11.

tu étais là tout du long n’est-ce pas
à me suivre et à me poursuivre

Allongée, tu savais que c’était sans fin
tu savais qu’il n’y avait pas d’issue

sur un lit froid, pourquoi elle se retourna, en prise à des sensations trop familières. Le cadavre d’une larme rendit sa tempe moite. Ses cheveux s’y collèrent. Une main chaude vint soudain les dégager. Glycerine frémit ; ses paupières gonflées battirent de l’aile pour se dépêtrer de leur engourdissement. Fixement, au-dessus d’elle, deux gemmes vertes brillaient. Deux tâches colorées dans un univers blanc. L’adolescente eut un haut-le-coeur. Le sourire rouge de Kah apparut. Il lui fit mal aux yeux.
– Ne bougez pas, vous êtes encore très faible, lui dit-il de sa voix onctueuse. Vous êtes personne jamais
et tu n’as pas su
il me brûle

Elle ne fit pas le moindre mouvement pour le contredire. Il lui caressa le front. Elle eut l’impression qu’il flattait un brave animal pathétique et blessé. Elle grimaça. Se lassa.
– Mirabeau…? murmura-t-elle, les yeux dans le vague, tristes.
Kah s’éloigna dans la pièce. Glycerine distingua du carrelage blanc, une grande fenêtre, un petit miroir aux allures d’oeil poché, près d’une porte noire. Le plafond légèrement voûté, à ce qui lui semblait, formait comme un couvercle.
– Et bien ? lança-t-il, presque despote, courroucé.
– Où est-il ?
– Il survivra.
Le vent fit claquer quelques feuilles craquelées contre un carreau de sa fenêtre. L’adolescente frissonna sous ses draps.
– Et moi ?
Un petit rire aigre l’agita malgré elle.
– Vais-je survivre ?
Kah haussa un sourcil ironique. Il ne répondit rien, malgré le silence angoissé de sa patiente.
– Qu’est-ce que je vais devenir ? articula-t-elle enfin du bout des dents.
– Je n’en sais foutre rien.
Il revint vers elle, elle se rétracta instinctivement. Il s’assit sur le matelas.

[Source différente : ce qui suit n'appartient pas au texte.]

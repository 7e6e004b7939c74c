//! Node and edge kinds of the recommendation graph.
//!
//! Wire names are the SCREAMING_SNAKE forms (`STUDENT`, `RECOMMENDED_TO`, ...)
//! used by snapshots and the HTTP API.

use serde::{Deserialize, Serialize};
use std::fmt;

/// Category of a node in the recommendation graph.
#[derive(Debug, Clone, Copy, PartialEq, Eq, PartialOrd, Ord, Hash, Serialize, Deserialize)]
#[serde(rename_all = "SCREAMING_SNAKE_CASE")]
pub enum EntityKind {
    /// A student (one per input record index)
    Student,
    /// A scholarship, keyed by its normalized title
    Scholarship,
    /// Funding category: Full, Partial, Tuition only, Other
    FundType,
    /// Study level: Undergraduate, Postgraduate, Doctoral, Other
    StudyLevel,
    /// Country or region
    Location,
    /// Sentiment bucket of the scholarship title
    Sentiment,
}

impl EntityKind {
    pub const ALL: [EntityKind; 6] = [
        EntityKind::Student,
        EntityKind::Scholarship,
        EntityKind::FundType,
        EntityKind::StudyLevel,
        EntityKind::Location,
        EntityKind::Sentiment,
    ];

    pub fn as_str(&self) -> &'static str {
        match self {
            EntityKind::Student => "STUDENT",
            EntityKind::Scholarship => "SCHOLARSHIP",
            EntityKind::FundType => "FUND_TYPE",
            EntityKind::StudyLevel => "STUDY_LEVEL",
            EntityKind::Location => "LOCATION",
            EntityKind::Sentiment => "SENTIMENT",
        }
    }

    pub fn parse(s: &str) -> Option<Self> {
        match s.to_uppercase().as_str() {
            "STUDENT" => Some(EntityKind::Student),
            "SCHOLARSHIP" => Some(EntityKind::Scholarship),
            "FUND_TYPE" => Some(EntityKind::FundType),
            "STUDY_LEVEL" => Some(EntityKind::StudyLevel),
            "LOCATION" => Some(EntityKind::Location),
            "SENTIMENT" => Some(EntityKind::Sentiment),
            _ => None,
        }
    }
}

impl fmt::Display for EntityKind {
    fn fmt(&self, f: &mut fmt::Formatter<'_>) -> fmt::Result {
        write!(f, "{}", self.as_str())
    }
}

/// Types of relationships between nodes.
///
/// The derived ordering follows declaration order and fixes the key order of
/// scholarship descriptions.
#[derive(Debug, Clone, Copy, PartialEq, Eq, PartialOrd, Ord, Hash, Serialize, Deserialize)]
#[serde(rename_all = "SCREAMING_SNAKE_CASE")]
pub enum RelationKind {
    /// Student→Scholarship
    RecommendedTo,
    /// Scholarship→FundType
    HasFundType,
    /// Scholarship→StudyLevel
    ForLevel,
    /// Scholarship→Location
    InCountry,
    /// Scholarship→Sentiment
    HasSentiment,
}

impl RelationKind {
    pub const ALL: [RelationKind; 5] = [
        RelationKind::RecommendedTo,
        RelationKind::HasFundType,
        RelationKind::ForLevel,
        RelationKind::InCountry,
        RelationKind::HasSentiment,
    ];

    pub fn as_str(&self) -> &'static str {
        match self {
            RelationKind::RecommendedTo => "RECOMMENDED_TO",
            RelationKind::HasFundType => "HAS_FUND_TYPE",
            RelationKind::ForLevel => "FOR_LEVEL",
            RelationKind::InCountry => "IN_COUNTRY",
            RelationKind::HasSentiment => "HAS_SENTIMENT",
        }
    }

    pub fn parse(s: &str) -> Option<Self> {
        match s.to_uppercase().as_str() {
            "RECOMMENDED_TO" => Some(RelationKind::RecommendedTo),
            "HAS_FUND_TYPE" => Some(RelationKind::HasFundType),
            "FOR_LEVEL" => Some(RelationKind::ForLevel),
            "IN_COUNTRY" => Some(RelationKind::InCountry),
            "HAS_SENTIMENT" => Some(RelationKind::HasSentiment),
            _ => None,
        }
    }

    /// Kind of node this relation points at.
    pub fn target_kind(&self) -> EntityKind {
        match self {
            RelationKind::RecommendedTo => EntityKind::Scholarship,
            RelationKind::HasFundType => EntityKind::FundType,
            RelationKind::ForLevel => EntityKind::StudyLevel,
            RelationKind::InCountry => EntityKind::Location,
            RelationKind::HasSentiment => EntityKind::Sentiment,
        }
    }
}

impl fmt::Display for RelationKind {
    fn fmt(&self, f: &mut fmt::Formatter<'_>) -> fmt::Result {
        write!(f, "{}", self.as_str())
    }
}

#[cfg(test)]
mod tests {
    use super::*;

    #[test]
    fn test_entity_kind_roundtrip() {
        for kind in EntityKind::ALL {
            assert_eq!(EntityKind::parse(kind.as_str()), Some(kind));
        }
        assert_eq!(EntityKind::parse("student"), Some(EntityKind::Student));
        assert_eq!(EntityKind::parse("lecturer"), None);
    }

    #[test]
    fn test_relation_kind_roundtrip() {
        for rel in RelationKind::ALL {
            assert_eq!(RelationKind::parse(rel.as_str()), Some(rel));
        }
        assert_eq!(RelationKind::parse("in_country"), Some(RelationKind::InCountry));
    }

    #[test]
    fn test_serde_uses_wire_names() {
        let json = serde_json::to_string(&RelationKind::HasFundType).unwrap();
        assert_eq!(json, "\"HAS_FUND_TYPE\"");
        let kind: EntityKind = serde_json::from_str("\"STUDY_LEVEL\"").unwrap();
        assert_eq!(kind, EntityKind::StudyLevel);
    }

    #[test]
    fn test_relation_target_kinds() {
        assert_eq!(RelationKind::RecommendedTo.target_kind(), EntityKind::Scholarship);
        assert_eq!(RelationKind::InCountry.target_kind(), EntityKind::Location);
    }
}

Elle vit luire une fiole renversée, translucide, non loin d’elle. Un long tube nacré courait de son extrémité jusqu’à son bras percé, au niveau d’une veine bleutée, battante.
Kah prit la main de sa patiente – apparemment nourrie au fiel cristallin qui coulait gentiment.
– C’est malheureux, n’est-ce pas, murmura-t-il avec un sourire tendre.
Glycerine hésita.
– Oui, très, répondit-elle, plongeant amèrement dans ses grands yeux verts.
Sa paume ambrée était chaude et douce contre ses doigts grêles, tressautant parfois. c’était lui
tu l’as laissé faire
et je suis née rance

– Vous devriez me laisser, maintenant, glissa-t-elle entre deux mouvements avortés. Vous avez sûrement à faire.
– Tu sais je…
– Non, taisez-vous. Ca n’a pas d’importance.
Il soupira, l’air presque triste.
– C’est dommage.
Le visage de Glycerine se contracta violemment.
– Partez. Maintenant.
L’air de Kah devint plus vicieux. Il ricana.
– Ce n’était pas mon idée. C’était celle de tes parents. Tu l’as toujours su, n’est-ce pas ?
– Pardon ?
Il se leva.
– A ta naissance. Tu allais mourir. Ils voulaient te sauver coûte que coûte.
– Je ne comprends pas.
Il rit un peu moins fort.
– Un peu de lui vit en toi… Cela a marché. Un temps. Cela a créé certaines… complications… ce n’est pas comme ça que Tu m’entends ? Ou tu l’entends, lui ? il n’aurait pas dû
fais-le taire
maintenant que je sais j’ai envie de
Si je n’étais pas si lâche, je me le serais injecté à moi-même.
– … Partez. S’il vous plaît.
Il s’en alla. Elle se retrouva seule, l’impression d’être étranglée par des mains invisibles.